Study population and setting
The study objective was to assess the risk of infection among vaccinated healthcare workers. Healthcare workers from Fondazione IRCCS Policlinico San Matteo, Pavia, Italy, were tested for active infection and antibodies to indicate prior SARS-CoV-2 infection from April 29 to June 30, 2020. During the second wave of the pandemic from September 1 to November 30, 2020, they were tested again for SARS-CoV-2 infection and the 3-month cumulative incidence was estimated. Current infection was determined via the presence of SARS-CoV-2 RNA determined by reverse-transcriptase polymerase chain reaction (RT-PCR). Healthcare workers began to be vaccinated in December with the BNT162b2 (Pfizer/BioNTech) vaccine, with second doses for full immunity being given from January 18 to March 31, 2021. The study compared the incidence of SARS-CoV-2 infection in the second wave among previously uninfected individuals compared to previously infected individuals. They also estimated the 3-month cumulative incidence of SARS-CoV-2 infection following vaccination, as well as stratified by prior infection before vaccination. Symptom data was available for a subset of participants and was also described. They also completed genotyping on the samples collected to determine the potential variant. Contact tracing among family and coworkers was conducted for vaccinated subjects who tested positive.
Summary of Main Findings
In the initial testing from April 29 to June 30, 2020, 3810 healthcare workers were tested. 336 (8.8%) participants were found to have prior infection, compared to 3474 without prior infection of SARS-CoV-2. Participants were tested for antibodies via chemiluminescent assay for anti-S1 and anti-S2 IgG. Among these two strata, in the second wave from September 1 to November 30, 9 individuals with prior infection tested positive (2.7%) compared to 225 in those without prior infection (6.5%). This reflected a statistically significant difference in the 3-month cumulative incidence among previously infected vs. previously uninfected groups. Of these, 1 of the 4 (25%) subjects had mild symptoms among those with prior infection, compared to 85 of 108 (79%) of those without prior infection. Of those initially enrolled, 3268 participants’ serostatus could be determined from both the first and second pandemic wave. Infection was determined in 33 vaccinated subjects: 2 among the 507 previously infected with follow-up (0.4%), compared to 24 among the 2,761 previously uninfected individuals (0.9%), and 7 among 452 individuals with unknown or indeterminate serostatus (1.5%). The odds of developing SARS-CoV-2 infection after vaccination compared to subjects before vaccination was 0.13 (95% CI: 0.08 to 0.19), with an estimated protective effect of 87%. They determined that all analyzed patients were infected by the B.1.1.7 (alpha) variant. Of the 33 infections post-vaccination, only 2 were transmitted to family members (6.1%); comparable data were not available pre-vaccination.

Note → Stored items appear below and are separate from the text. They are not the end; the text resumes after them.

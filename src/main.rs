#[cfg(windows)]
mod signal;

use anyhow::Result;
use crossbeam_channel::Receiver;
use tracing::{debug, info};
use tracing_subscriber::EnvFilter;

use tori::config::AppConfig;
use tori::engine::{EngineEvent, HotkeyMap};

fn main() -> Result<()> {
    // Load config or create default if not exists
    let config = AppConfig::load_or_create("Config.toml")?;

    tracing_subscriber::fmt()
        .with_env_filter(
            EnvFilter::try_from_default_env()
                .unwrap_or_else(|_| EnvFilter::new(&config.log_filter)),
        )
        .init();

    let bindings = config.hotkey_map()?;
    info!(
        version = env!("CARGO_PKG_VERSION"),
        hotkeys = bindings.len(),
        execute_hotkeys = config.execute_hotkeys,
        "tori starting"
    );

    run(&config, bindings)
}

#[cfg(windows)]
fn run(config: &AppConfig, bindings: HotkeyMap<String>) -> Result<()> {
    use tori::engine::HotkeyEngine;
    use tori::rawinput::win32;

    signal::set_control_ctrl_handler()?;

    // Sound requests leave the input thread through a channel so playback
    // never stalls raw input processing.
    let (tx, rx) = crossbeam_channel::unbounded::<EngineEvent<String>>();
    let player = std::thread::Builder::new()
        .name("sound_player".to_string())
        .spawn(move || play_requests(rx))?;

    let mut engine = HotkeyEngine::new(bindings);
    engine.set_hotkeys_enabled(config.execute_hotkeys);
    engine.subscribe(Box::new(tx));

    // The loop owns the engine; dropping it at exit closes the channel.
    win32::run_message_loop(Box::new(engine))?;

    let _ = player.join();
    info!("tori stopped");
    Ok(())
}

#[cfg(not(windows))]
fn run(_config: &AppConfig, _bindings: HotkeyMap<String>) -> Result<()> {
    anyhow::bail!("raw input capture is only available on Windows")
}

/// Hands triggered sounds to the audio backend.
#[cfg_attr(not(windows), allow(dead_code))]
fn play_requests(rx: Receiver<EngineEvent<String>>) {
    for event in rx {
        match event {
            EngineEvent::HotkeyTriggered(sound) => info!(%sound, "play sound"),
            EngineEvent::ChordChanged(change) => debug!(%change, "held keys changed"),
        }
    }
}
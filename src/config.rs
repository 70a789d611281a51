use serde::{Deserialize, Serialize};
use std::{fs, path::Path};

use crate::chord::Chord;
use crate::engine::HotkeyMap;

#[derive(Debug, Clone, Deserialize, Serialize)]
pub struct AppConfig {
    /// Initial state of the hotkey execution gate
    #[serde(default = "default_execute_hotkeys")]
    pub execute_hotkeys: bool,
    /// `tracing` filter used when `RUST_LOG` is not set
    #[serde(default = "default_log_filter")]
    pub log_filter: String,
    #[serde(default)]
    pub hotkeys: Vec<HotkeyBinding>,
}

#[derive(Debug, Clone, PartialEq, Eq, Deserialize, Serialize)]
pub struct HotkeyBinding {
    /// Chord such as `LCTRL+F1` or `LALT+XBUTTON1`
    pub keys: String,
    /// Sound played when the chord is formed
    pub sound: String,
}

fn default_execute_hotkeys() -> bool {
    true
}
fn default_log_filter() -> String {
    "info".to_string()
}

impl Default for AppConfig {
    fn default() -> Self {
        Self {
            execute_hotkeys: default_execute_hotkeys(),
            log_filter: default_log_filter(),
            hotkeys: vec![HotkeyBinding {
                keys: "LCTRL+F1".to_string(),
                sound: "sounds/airhorn.wav".to_string(),
            }],
        }
    }
}

impl AppConfig {
    /// Load config from file, or create default if not exists
    pub fn load_or_create<P: AsRef<Path>>(path: P) -> anyhow::Result<Self> {
        if !path.as_ref().exists() {
            let default_config = Self::default();
            default_config.save_to_file(&path)?;
            return Ok(default_config);
        }
        Self::load_from_file(path)
    }

    pub fn load_from_file<P: AsRef<Path>>(path: P) -> anyhow::Result<Self> {
        let content = fs::read_to_string(path)?;
        let mut config: AppConfig = toml::from_str(&content)?;

        if config.log_filter.trim().is_empty() {
            config.log_filter = default_log_filter();
        }

        Ok(config)
    }

    pub fn save_to_file<P: AsRef<Path>>(&self, path: P) -> anyhow::Result<()> {
        let mut result = format!(
            "execute_hotkeys = {}        # Trigger sounds when a bound chord is pressed\n\
             log_filter = {:?}           # Log filter, overridden by RUST_LOG\n\n\
             # Hotkey definitions: `keys` joins key names with '+'\n",
            self.execute_hotkeys, self.log_filter
        );

        for binding in &self.hotkeys {
            result.push_str("[[hotkeys]]\n");
            result.push_str(&format!(
                "keys = {:?}            # Keys held together\n",
                binding.keys
            ));
            result.push_str(&format!(
                "sound = {:?}           # Sound to play\n",
                binding.sound
            ));
            result.push('\n');
        }

        fs::write(path, result)?;
        Ok(())
    }

    /// Builds the chord → sound table, rejecting unknown key names, empty
    /// chords and chords bound twice.
    pub fn hotkey_map(&self) -> anyhow::Result<HotkeyMap<String>> {
        let mut map = HotkeyMap::new();
        for binding in &self.hotkeys {
            let chord: Chord = binding
                .keys
                .parse()
                .map_err(|e| anyhow::anyhow!("invalid hotkey `{}`: {}", binding.keys, e))?;

            if map.insert(chord, binding.sound.clone()).is_some() {
                anyhow::bail!("hotkey `{}` is bound more than once", chord);
            }
        }
        Ok(map)
    }
}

The study had prior infection data available throughout multiple waves of the pandemic, as well as vaccination status information available. Healthcare workers, particularly in Italy, which was hard hit in the pandemic, are at increased risk for SARS-CoV-2 infection. Therefore, this gives insight into the vaccine protection conferred to individuals who are most likely to be exposed. They also genotyped the samples, which is important to consider given the proliferation of new variants. They also conducted contact tracing, allowing them to measure potential transmission due to infected individuals even post-vaccination.
There was no prospective unvaccinated control group available to compare the risk of infection to properly estimate vaccine effectiveness in this sample, but rather the comparison was to the same prior to vaccination. This offers a potential estimate of protective effect but not of specific vaccine efficacy or variant-specific vaccine efficacy. Similarly, there were few individuals testing positive post-vaccination and no transmission estimates from pre-vaccination, therefore while they show few transmitted infections from vaccinated people, it is not possible to extrapolate if that is due to their vaccination in this study.
This study examines breakthrough cases among a cohort of healthcare workers at high risk of infection, including potential transmission to others.